Clare Wilton, wastes spokeswoman for Friends of the Earth, said: "People will be shocked that some of the newspapers and empty drinks bottles they put out for recycling can end up in China. It's an environmental disgrace. "The solution is to expand the UK's own recycling industry. This would be good for the environment, create local jobs and help Britain become a leader in green technology."
Sending plastic bottles to China is "barmy", said Mike Croxford, manager of Newport Wastesavers, which collects 50 tonnes a month of plastic from 50,000 homes in south Wales. "We should be dealing with the stuff here, but the reality now is that most plastic in Britain is going abroad. I don't think the public knows where some of it goes. If they knew it was going right round the world, they might not encourage it."
But other recyclers said it was better to send rubbish to China to be recycled than to put it in landfill in Britain. Andrew Simmons of the Peterborough-based waste charity Recoup buys millions of plastic bottles from UK councils, bales them up, and sells them to a reprocessor who then sells them on to Europe or, increasingly, to China. He rejected claims that Britain was dumping its rubbish on China and said that the environmental cost of sending bottles thousands of miles was negligible compared with making "virgin" plastic bottles from oil.
China is increasingly aware that countries are exporting their pollution to them and have imposed strict laws governing what can be exported. Large amounts of German household waste have been found and all waste exports from Japan have recently been halted after electronic and contaminated household waste was found. However, the Chinese authorities, plagued by corruption, are unable to check the contents of all the waste containers that arrive in Chinese ports every year.
British plastic bottles are mostly sent to Hong Kong where they are sorted and "flaked" before being sent to factories on the mainland. "One type of plastic bottle goes on to make soft furnishings and clothes, another is made into pellets which are sold back to European manufacturers to make things like plastic bags," said Mr Simmons.
This insatiable demand for the world's rubbish, he said, has actually boosted the British market for plastic recyclers, raising the price and making it far more worthwhile for councils to collect and not dump it in landfill.
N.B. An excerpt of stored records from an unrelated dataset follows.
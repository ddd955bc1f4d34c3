//! Wall-clock source for the timer.
//!
//! The timer never counts ticks. It stores an absolute deadline and asks the
//! clock for "now" at every observation point, so a suspended host process
//! (sleeping laptop, throttled background window) cannot make it undercount.

use std::sync::{Arc, RwLock};

use chrono::{DateTime, Duration, Utc};

/// Supplies the current time.
pub trait Clock: Send + Sync {
    fn now(&self) -> DateTime<Utc>;
}

/// The system wall clock.
#[derive(Debug, Clone, Copy, Default)]
pub struct SystemClock;

impl Clock for SystemClock {
    fn now(&self) -> DateTime<Utc> {
        Utc::now()
    }
}

/// A clock that only moves when told to.
///
/// Clones share the same instant, so a test can keep one handle and pass
/// another into the engine.
#[derive(Debug, Clone)]
pub struct ManualClock {
    now: Arc<RwLock<DateTime<Utc>>>,
}

impl ManualClock {
    pub fn new(start: DateTime<Utc>) -> Self {
        Self {
            now: Arc::new(RwLock::new(start)),
        }
    }

    pub fn set(&self, at: DateTime<Utc>) {
        let mut guard = self.now.write().unwrap_or_else(|p| p.into_inner());
        *guard = at;
    }

    pub fn advance(&self, by: Duration) {
        let mut guard = self.now.write().unwrap_or_else(|p| p.into_inner());
        *guard += by;
    }

    pub fn advance_secs(&self, secs: i64) {
        self.advance(Duration::seconds(secs));
    }
}

impl Clock for ManualClock {
    fn now(&self) -> DateTime<Utc> {
        *self.now.read().unwrap_or_else(|p| p.into_inner())
    }
}

impl<C: Clock + ?Sized> Clock for Arc<C> {
    fn now(&self) -> DateTime<Utc> {
        (**self).now()
    }
}

#[cfg(test)]
mod tests {
    use super::*;
    use chrono::TimeZone;

    #[test]
    fn manual_clock_clones_share_time() {
        let start = Utc.with_ymd_and_hms(2024, 3, 1, 9, 0, 0).unwrap();
        let clock = ManualClock::new(start);
        let handle = clock.clone();
        handle.advance_secs(90);
        assert_eq!(clock.now(), start + Duration::seconds(90));
    }
}
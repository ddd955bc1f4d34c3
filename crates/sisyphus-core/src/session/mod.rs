//! Session log.
//!
//! One immutable [`Session`] per completed (or skipped) phase. Project and
//! task names are copied at recording time, so later edits or deletion of
//! the task never rewrite history.

use chrono::{DateTime, FixedOffset, Utc};
use serde::{Deserialize, Serialize};

use crate::task::{Task, NO_PROJECT};
use crate::timer::{Completion, Phase};

fn default_project() -> String {
    NO_PROJECT.to_string()
}

#[derive(Debug, Clone, PartialEq, Eq, Serialize, Deserialize)]
pub struct Session {
    pub id: String,
    #[serde(default, alias = "taskId")]
    pub task_id: Option<String>,
    /// Project name at the time of recording
    #[serde(default = "default_project")]
    pub project_name: String,
    /// Task title at the time of recording
    #[serde(default)]
    pub task_name: Option<String>,
    #[serde(rename = "type")]
    pub phase: Phase,
    pub start_time: DateTime<Utc>,
    pub end_time: DateTime<Utc>,
    pub duration_minutes: u32,
}

impl Session {
    pub fn is_work(&self) -> bool {
        self.phase == Phase::Work
    }
}

/// Materialize a session from a finished interval.
///
/// `task` is the active task looked up at completion time, if it still exists.
pub fn record_completion(
    phase: Phase,
    start_time: DateTime<Utc>,
    end_time: DateTime<Utc>,
    duration_minutes: u32,
    task: Option<&Task>,
) -> Session {
    Session {
        id: uuid::Uuid::new_v4().to_string(),
        task_id: task.map(|t| t.id.clone()),
        project_name: task
            .map(|t| t.project_name.clone())
            .unwrap_or_else(default_project),
        task_name: task.map(|t| t.title.clone()),
        phase,
        start_time,
        end_time,
        duration_minutes,
    }
}

impl From<(&Completion, Option<&Task>)> for Session {
    fn from((done, task): (&Completion, Option<&Task>)) -> Self {
        record_completion(done.phase, done.started_at, done.ended_at, done.duration_min, task)
    }
}

/// Append-only log of one user's sessions, in recording order.
#[derive(Debug, Clone, Default)]
pub struct SessionLog {
    sessions: Vec<Session>,
}

impl SessionLog {
    pub fn new() -> Self {
        Self::default()
    }

    /// Build from stored sessions, ordered by start time.
    pub fn from_sessions(mut sessions: Vec<Session>) -> Self {
        sessions.sort_by(|a, b| a.start_time.cmp(&b.start_time));
        Self { sessions }
    }

    pub fn append(&mut self, session: Session) -> &Session {
        self.sessions.push(session);
        &self.sessions[self.sessions.len() - 1]
    }

    pub fn sessions(&self) -> &[Session] {
        &self.sessions
    }

    pub fn len(&self) -> usize {
        self.sessions.len()
    }

    pub fn is_empty(&self) -> bool {
        self.sessions.is_empty()
    }

    /// Number of completed work intervals in the log.
    pub fn work_count(&self) -> usize {
        self.sessions.iter().filter(|s| s.is_work()).count()
    }
}

fn csv_field(value: &str) -> String {
    if value.contains([',', '"', '\n']) {
        format!("\"{}\"", value.replace('"', "\"\""))
    } else {
        value.to_string()
    }
}

/// Render sessions as CSV, one row per session, times in `offset`.
pub fn to_csv(sessions: &[Session], offset: FixedOffset) -> String {
    let mut out = String::from("Date,Start Time,End Time,Duration (min),Type,Project,Task\n");
    for s in sessions {
        let start = s.start_time.with_timezone(&offset);
        let end = s.end_time.with_timezone(&offset);
        let row = [
            start.format("%Y-%m-%d").to_string(),
            start.format("%H:%M:%S").to_string(),
            end.format("%H:%M:%S").to_string(),
            s.duration_minutes.to_string(),
            s.phase.as_str().to_string(),
            csv_field(&s.project_name),
            csv_field(s.task_name.as_deref().unwrap_or("")),
        ];
        out.push_str(&row.join(","));
        out.push('\n');
    }
    out
}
Partly because of this, more than half of all British local authorities now offer plastic recycling.
More and more British plastic is likely to go to China, said Tim Frier of Valpac, whose subsidiary, Valiant, collects waste from more than 5,000 businesses in Britain, including supermarkets, pubs and clubs, and sends up to 15,000 tonnes of plastic to China a year. Valpac has just opened an office in China.
"We will be sending more there. But they have strict rules. The problem was that a lot of waste going to China was contaminated, and not being sorted properly. There were concerns about British waste, too," he said.
The government insists that companies have export licences but few if any checks are made in British ports. The Environment Agency admits that it is unable to check what is being exported.
"There is a legitimate trade in waste exports for recovery involving materials such as paper, ferrous metals, plastics and card. These wastes are classed as 'green list' and are not subject to the same level of control as wastes classed as hazardous," said a spokesman.